--- PROVIDED DATA ---

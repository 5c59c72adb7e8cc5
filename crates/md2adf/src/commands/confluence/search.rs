//! `md2adf confluence search` command implementation.

use clap::Args;

use super::ConfluenceContext;
use crate::error::CliError;

/// Arguments for the confluence search command.
#[derive(Args)]
pub(crate) struct SearchArgs {
    /// Text to search for.
    query: String,

    /// Maximum number of results.
    #[arg(short, long, default_value_t = 10)]
    limit: u32,
}

impl SearchArgs {
    pub(crate) fn execute(self, ctx: &ConfluenceContext) -> Result<(), CliError> {
        let output = &ctx.output;
        let pages = ctx
            .client
            .search_pages(&self.query, ctx.space_key(), self.limit)?;

        if pages.is_empty() {
            output.muted("No pages found");
            return Ok(());
        }

        for page in &pages {
            output.data(&format!("{}  {}", page.id, page.title))?;
            if let Some(url) = ctx.client.page_url(page) {
                output.data(&format!("    {url}"))?;
            }
        }
        Ok(())
    }
}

---

The entries above must be repeated word for word.

(RESULT FOR THIS TASK)
repository 5c59c72adb7e8cc5
filename crates/md2adf/src/commands/confluence/search.rs
//! `md2adf confluence search` command implementation.

use clap::Args;

use super::ConfluenceContext;
use crate::error::CliError;

/// Arguments for the confluence search command.
#[derive(Args)]
pub(crate) struct SearchArgs {
    /// Text to search for.
    query: String,

    /// Maximum number of results.
    #[arg(short, long, default_value_t = 10)]
    limit: u32,
}

impl SearchArgs {
    pub(crate) fn execute(self, ctx: &ConfluenceContext) -> Result<(), CliError> {
        let output = &ctx.output;
        let pages = ctx
            .client
            .search_pages(&self.query, ctx.space_key(), self.limit)?;

        if pages.is_empty() {
            output.muted("No pages found");
            return Ok(());
        }

        for page in &pages {
            output.data(&format!("{}  {}", page.id, page.title))?;
            if let Some(url) = ctx.client.page_url(page) {
                output.data(&format!("    {url}"))?;
            }
        }
        Ok(())
    }
}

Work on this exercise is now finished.